■ What you are asked to do
In the entries, find all lines that hold the word "usize" and copy them.

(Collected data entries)
◆ ◆ ◆ ◆

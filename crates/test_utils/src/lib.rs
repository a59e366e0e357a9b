#![deny(missing_docs)]
//! Test utilities shared by the syzygy crates.

mod collector;
pub use collector::*;

/// Enable tracing with the RUST_LOG environment variable.
///
/// This is intended to be used in tests, so it defaults to DEBUG level.
pub fn enable_tracing() {
    let _ = tracing_subscriber::fmt()
        .with_env_filter(
            tracing_subscriber::EnvFilter::builder()
                .with_default_directive(tracing::Level::DEBUG.into())
                .from_env_lossy(),
        )
        .try_init();
}

/// Run `$code` every `$sleep_ms` until it `return`s a value, panicking
/// after `$timeout_ms`.
///
/// ```
/// let mut n = 0;
/// let got = syzygy_test_utils::iter_check!(1000, {
///     n += 1;
///     if n == 3 {
///         return n;
///     }
/// });
/// assert_eq!(3, got);
/// ```
#[macro_export]
macro_rules! iter_check {
    ($timeout_ms:literal, $sleep_ms:literal, $code:block) => {{
        let timeout = std::time::Duration::from_millis($timeout_ms);
        let start = std::time::Instant::now();
        #[allow(clippy::redundant_closure_call)]
        let out = (|| loop {
            if start.elapsed() > timeout {
                panic!("iter_check timed out after {:?}", timeout);
            }
            $code
            std::thread::sleep(std::time::Duration::from_millis($sleep_ms));
        })();
        out
    }};

    ($timeout_ms:literal, $code:block) => {
        $crate::iter_check!($timeout_ms, 1, $code)
    };
}
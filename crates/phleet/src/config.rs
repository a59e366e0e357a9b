//! config types.

/// Configuration for running a BrokerSrv.
#[derive(Debug, Clone, PartialEq, Eq, serde::Serialize, serde::Deserialize)]
#[serde(default, rename_all = "camelCase")]
pub struct BrokerSrvConfig {
    /// Worker thread count.
    ///
    /// Request handling only ever takes the broker lock briefly, but
    /// reply delivery goes through the outbox which may block on io,
    /// so it pays to have more workers than cpus.
    ///
    /// Defaults:
    /// - `testing = 2`
    /// - `production = 4 * cpu_count`
    pub worker_thread_count: usize,

    /// How many submitted requests may wait for a worker before
    /// `submit` blocks.
    ///
    /// Defaults:
    /// - `testing = 16`
    /// - `production = 1024`
    pub request_queue_len: usize,
}

impl Default for BrokerSrvConfig {
    fn default() -> Self {
        Self::production()
    }
}

impl syzygy_api::config::ModConfig for BrokerSrvConfig {}

impl BrokerSrvConfig {
    /// Get a broker config suitable for testing.
    pub fn testing() -> Self {
        Self {
            worker_thread_count: 2,
            request_queue_len: 16,
        }
    }

    /// Get a broker config suitable for production.
    pub fn production() -> Self {
        Self {
            worker_thread_count: num_cpus::get() * 4,
            request_queue_len: 1024,
        }
    }
}
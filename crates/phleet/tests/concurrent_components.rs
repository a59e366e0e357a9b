use std::sync::{Arc, Barrier};
use syzygy_api::{ComponentId, MatchTag, ServiceRegistrar};
use syzygy_phleet::*;

const HOST: &str = "cluster-node";

fn lan() -> Vec<String> {
    vec!["lan".into()]
}

fn addrs() -> Vec<String> {
    vec!["10.0.0.2".into()]
}

#[test]
fn concurrent_offers_never_share_ports() {
    syzygy_test_utils::enable_tracing();

    let broker = Arc::new(ConnectionBroker::new());
    let start = Arc::new(Barrier::new(8));

    let mut all = Vec::new();
    for i in 0..8 {
        let broker = broker.clone();
        let start = start.clone();
        all.push(std::thread::spawn(move || {
            let reg = InProcessRegistrar::new(
                broker.clone(),
                ComponentId(i),
                HOST,
                "user",
            )
            .with_port_block(7000, 64)
            .with_channel("default", lan(), addrs());

            start.wait();

            let mut mine = Vec::new();
            for n in 0..4 {
                let name =
                    reg.create_complex_service_name(&format!("svc{i}.{n}"));
                let ports = reg.register_service(&name, "default", 2).unwrap();
                reg.confirm_ports(&name, "default", &ports).unwrap();
                mine.extend(ports);
            }
            mine
        }));
    }

    let mut ports: Vec<u16> = all
        .into_iter()
        .flat_map(|t| t.join().unwrap())
        .collect();
    assert_eq!(64, ports.len());
    ports.sort();
    ports.dedup();
    assert_eq!(64, ports.len());

    let pool = broker.port_pool(HOST).unwrap();
    assert!(pool.available().is_empty());
    assert_eq!(64, pool.used().len());

    // a 65th port cannot be had
    let reg =
        InProcessRegistrar::new(broker.clone(), ComponentId(99), HOST, "user")
            .with_port_block(7000, 64)
            .with_channel("default", lan(), addrs());
    assert!(reg.register_service("late", "default", 1).is_err());

    for i in 0..8 {
        broker.remove_component(ComponentId(i));
    }

    let pool = broker.port_pool(HOST).unwrap();
    assert_eq!(64, pool.available().len());
    assert!(pool.used().is_empty());
    assert!(broker.get_service_names().is_empty());
}

#[test]
fn names_race_has_one_winner() {
    let broker = Arc::new(ConnectionBroker::new());
    let start = Arc::new(Barrier::new(6));

    let mut all = Vec::new();
    for i in 0..6 {
        let broker = broker.clone();
        let start = start.clone();
        all.push(std::thread::spawn(move || {
            start.wait();
            broker
                .request_ports(
                    ComponentId(i),
                    &PortRequest {
                        service_name: "SZG_MASTER".into(),
                        host: HOST.into(),
                        networks: vec!["lan".into()],
                        addresses: vec!["10.0.0.2".into()],
                        port_count: 1,
                        first_port: 7000,
                        block_size: 10,
                    },
                )
                .is_ok()
        }));
    }

    let winners = all
        .into_iter()
        .map(|t| t.join().unwrap())
        .filter(|w| *w)
        .count();
    assert_eq!(1, winners);
    assert_eq!(9, broker.port_pool(HOST).unwrap().available().len());

    let owner = broker.snapshot().temporary_services[0].component;
    broker.confirm_ports(owner, "SZG_MASTER").unwrap();
    assert_eq!(Some(owner), broker.get_service_component_id("SZG_MASTER"));
    assert!(broker
        .request_service(
            ComponentId(50),
            HOST,
            MatchTag(1),
            "SZG_MASTER",
            &["lan".to_string()],
            false
        )
        .is_ok());
}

◆ ◆ ◆ ◆

■ Written response
    pub worker_thread_count: usize,
    pub request_queue_len: usize,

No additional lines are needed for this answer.